One of the most fiddly pieces of setting up an AWS Batch compute environment is providing an AMI that is compatible with both AWS Batch and Nextflow. To be compatible with AWS Batch the AMI has to have Docker and special AWS Batch system packages installed. For Nextflow it is very convenient to have the AWS CLI package installed on the host AMI so that you can use Docker containers that were not built to target AWS Batch. The most annoying part of the process is that it is time consuming. Launching an EC2, ssh’ing in, installing system packages and software can easily take 30 minutes, and the snapshot action often takes another 10-15 minutes. If devops is just one of your many hats this context switching is disruptive and unpleasant. Unpleasant processes tend to take longer or are rarely prioritized, and workflows end up being run on infrastructure that is not a good fit. This can lead too poor performance/cost efficiency, and greatly inflate cloud spend.

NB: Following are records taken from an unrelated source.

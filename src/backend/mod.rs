// src/backend/mod.rs
//
// Client for the hosted backend's table REST facade (PostgREST dialect).
// The service implements no storage of its own; every read and write goes
// through this client with either the anon or the service credential tier.

pub mod identity;
pub mod realtime;

use reqwest::header::{HeaderMap, HeaderValue};
use serde::de::DeserializeOwned;
use serde::Serialize;
use std::fmt;
use std::time::Duration;

#[derive(Debug)]
pub enum BackendError {
    Http(reqwest::Error),
    Api { status: u16, body: String },
    InvalidResponse(String),
}

impl fmt::Display for BackendError {
    fn fmt(&self, f: &mut fmt::Formatter<'_>) -> fmt::Result {
        match self {
            BackendError::Http(e) => write!(f, "http error: {e}"),
            BackendError::Api { status, body } => {
                write!(f, "backend api error status={status} body={body}")
            }
            BackendError::InvalidResponse(e) => write!(f, "invalid response: {e}"),
        }
    }
}

impl std::error::Error for BackendError {}

impl From<reqwest::Error> for BackendError {
    fn from(value: reqwest::Error) -> Self {
        Self::Http(value)
    }
}

/// A page of rows plus the exact total row count when one was requested
/// (parsed from the `Content-Range` response header).
#[derive(Debug)]
pub struct Page<T> {
    pub items: Vec<T>,
    pub count: Option<u64>,
}

#[derive(Clone)]
pub struct Backend {
    http: reqwest::Client,
    base_url: String,
}

impl Backend {
    pub fn new(base_url: String, api_key: String) -> Self {
        let mut headers = HeaderMap::new();
        if let Ok(v) = HeaderValue::from_str(&api_key) {
            headers.insert("apikey", v);
        }
        if let Ok(v) = HeaderValue::from_str(&format!("Bearer {api_key}")) {
            headers.insert(reqwest::header::AUTHORIZATION, v);
        }

        let http = reqwest::Client::builder()
            .default_headers(headers)
            .build()
            .unwrap_or_default();

        Self { http, base_url }
    }

    pub fn base_url(&self) -> &str {
        &self.base_url
    }

    /// Starts a query against one table, PostgREST-style.
    pub fn from(&self, table: &str) -> Query<'_> {
        Query {
            backend: self,
            table: table.to_string(),
            params: Vec::new(),
            range: None,
            count: false,
        }
    }

    /// Inserts one row and returns the stored representation.
    pub async fn insert<T, B>(&self, table: &str, body: &B) -> Result<T, BackendError>
    where
        T: DeserializeOwned,
        B: Serialize + ?Sized,
    {
        let resp = self
            .http
            .post(self.table_url(table))
            .header("Prefer", "return=representation")
            .json(body)
            .send()
            .await?;
        let rows: Vec<T> = parse_rows(resp).await?;
        rows.into_iter()
            .next()
            .ok_or_else(|| BackendError::InvalidResponse("empty insert response".to_string()))
    }

    /// Inserts one row without asking for the representation back.
    pub async fn insert_only<B>(&self, table: &str, body: &B) -> Result<(), BackendError>
    where
        B: Serialize + ?Sized,
    {
        let resp = self
            .http
            .post(self.table_url(table))
            .header("Prefer", "return=minimal")
            .json(body)
            .send()
            .await?;
        check_status(resp).await.map(|_| ())
    }

    /// Upserts keyed on `on_conflict`, merging duplicate rows.
    pub async fn upsert<B>(&self, table: &str, on_conflict: &str, body: &B) -> Result<(), BackendError>
    where
        B: Serialize + ?Sized,
    {
        let resp = self
            .http
            .post(self.table_url(table))
            .query(&[("on_conflict", on_conflict)])
            .header("Prefer", "resolution=merge-duplicates,return=minimal")
            .json(body)
            .send()
            .await?;
        check_status(resp).await.map(|_| ())
    }

    /// Reachability probe against the backend base URL with an explicit
    /// abort timeout. Used only by the ping endpoint.
    pub async fn probe(&self, timeout: Duration) -> Result<(), BackendError> {
        let resp = self
            .http
            .get(&self.base_url)
            .timeout(timeout)
            .send()
            .await?;
        // Any HTTP answer means the host resolves and accepts connections.
        let _ = resp.status();
        Ok(())
    }

    fn table_url(&self, table: &str) -> String {
        format!("{}/rest/v1/{}", self.base_url, table)
    }
}

#[must_use]
pub struct Query<'a> {
    backend: &'a Backend,
    table: String,
    params: Vec<(String, String)>,
    range: Option<(usize, usize)>,
    count: bool,
}

impl Query<'_> {
    pub fn select(mut self, columns: &str) -> Self {
        self.params.push(("select".to_string(), columns.to_string()));
        self
    }

    pub fn eq(mut self, column: &str, value: impl ToString) -> Self {
        self.params
            .push((column.to_string(), format!("eq.{}", value.to_string())));
        self
    }

    /// Case-insensitive substring match, with `%`/`_` escaped in the term.
    pub fn ilike_contains(mut self, column: &str, term: &str) -> Self {
        self.params.push((
            column.to_string(),
            format!("ilike.*{}*", escape_like(term)),
        ));
        self
    }

    /// Combined OR filter; each part is a full `col.op.value` expression.
    pub fn or(mut self, parts: &[String]) -> Self {
        self.params
            .push(("or".to_string(), format!("({})", parts.join(","))));
        self
    }

    pub fn in_list(mut self, column: &str, values: &[String]) -> Self {
        self.params
            .push((column.to_string(), format!("in.({})", values.join(","))));
        self
    }

    pub fn gte(mut self, column: &str, value: &str) -> Self {
        self.params
            .push((column.to_string(), format!("gte.{value}")));
        self
    }

    pub fn lte(mut self, column: &str, value: &str) -> Self {
        self.params
            .push((column.to_string(), format!("lte.{value}")));
        self
    }

    /// Order expression such as `creado_at.desc`.
    pub fn order(mut self, expr: &str) -> Self {
        self.params.push(("order".to_string(), expr.to_string()));
        self
    }

    pub fn limit(mut self, n: usize) -> Self {
        self.params.push(("limit".to_string(), n.to_string()));
        self
    }

    /// Row range (inclusive offsets) with an exact total count.
    pub fn range(mut self, from: usize, to: usize) -> Self {
        self.range = Some((from, to));
        self.count = true;
        self
    }

    pub async fn fetch<T: DeserializeOwned>(self) -> Result<Page<T>, BackendError> {
        let mut req = self
            .backend
            .http
            .get(self.backend.table_url(&self.table))
            .query(&self.params);

        if let Some((from, to)) = self.range {
            req = req
                .header("Range-Unit", "items")
                .header("Range", format!("{from}-{to}"));
        }
        if self.count {
            req = req.header("Prefer", "count=exact");
        }

        let resp = req.send().await?;
        let count = content_range_total(&resp);
        let items = parse_rows(resp).await?;
        Ok(Page { items, count })
    }

    /// Fetches at most one row.
    pub async fn fetch_optional<T: DeserializeOwned>(self) -> Result<Option<T>, BackendError> {
        let page = self.limit(1).fetch::<T>().await?;
        Ok(page.items.into_iter().next())
    }

    /// Applies a partial update to every row matching the filters and
    /// returns the updated representations.
    pub async fn patch<T, B>(self, body: &B) -> Result<Vec<T>, BackendError>
    where
        T: DeserializeOwned,
        B: Serialize + ?Sized,
    {
        let resp = self
            .backend
            .http
            .patch(self.backend.table_url(&self.table))
            .query(&self.params)
            .header("Prefer", "return=representation")
            .json(body)
            .send()
            .await?;
        parse_rows(resp).await
    }

    /// Deletes every row matching the filters.
    pub async fn delete(self) -> Result<(), BackendError> {
        let resp = self
            .backend
            .http
            .delete(self.backend.table_url(&self.table))
            .query(&self.params)
            .send()
            .await?;
        check_status(resp).await.map(|_| ())
    }
}

pub fn escape_like(term: &str) -> String {
    term.replace('\\', "\\\\")
        .replace('%', "\\%")
        .replace('_', "\\_")
}

/// Double-quoted `*term*` pattern for use inside an `or=(...)` expression,
/// where a bare comma or parenthesis would be parsed as a clause delimiter.
pub fn quote_or_pattern(term: &str) -> String {
    let escaped = escape_like(term).replace('"', "\\\"");
    format!("\"*{escaped}*\"")
}

fn content_range_total(resp: &reqwest::Response) -> Option<u64> {
    resp.headers()
        .get("content-range")
        .and_then(|v| v.to_str().ok())
        .and_then(|v| v.rsplit_once('/'))
        .and_then(|(_, total)| total.parse::<u64>().ok())
}

async fn check_status(resp: reqwest::Response) -> Result<reqwest::Response, BackendError> {
    let status = resp.status();
    if !status.is_success() {
        let body = resp.text().await.unwrap_or_default();
        return Err(BackendError::Api {
            status: status.as_u16(),
            body,
        });
    }
    Ok(resp)
}

async fn parse_rows<T: DeserializeOwned>(resp: reqwest::Response) -> Result<Vec<T>, BackendError> {
    let resp = check_status(resp).await?;
    let body = resp.text().await?;
    serde_json::from_str::<Vec<T>>(&body)
        .map_err(|e| BackendError::InvalidResponse(format!("{e}; body={body}")))
}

Thankfully, the good folks at HashiCorp have created freely available tools that makes the process of building the exact AMI needed for a workflow much less painful. By leveraging Packer the whole process of building an AMI to use with your Nextflow pipeline can be completely automated. Making it easy to spin up new infrastructure promotes both agility and stability. Lowering the bar to tweak workflow infrastructure facilitates iterative improvement, creating test environments, and trying out different configurations. This makes it easier to make side-by-side comparisons of the cost efficiency/performance characteristics of different configurations, and identify cost effective ways to run a workflow. At the same time, automating the infrastructure creation process and embracing infrastructure-as-code makes it practical to deploy workloads into isolated compute environments. This isolation promotes workflow stability because infrastructure changes can be made to optimize the performance one workflow without having rippling effects on other production workflows.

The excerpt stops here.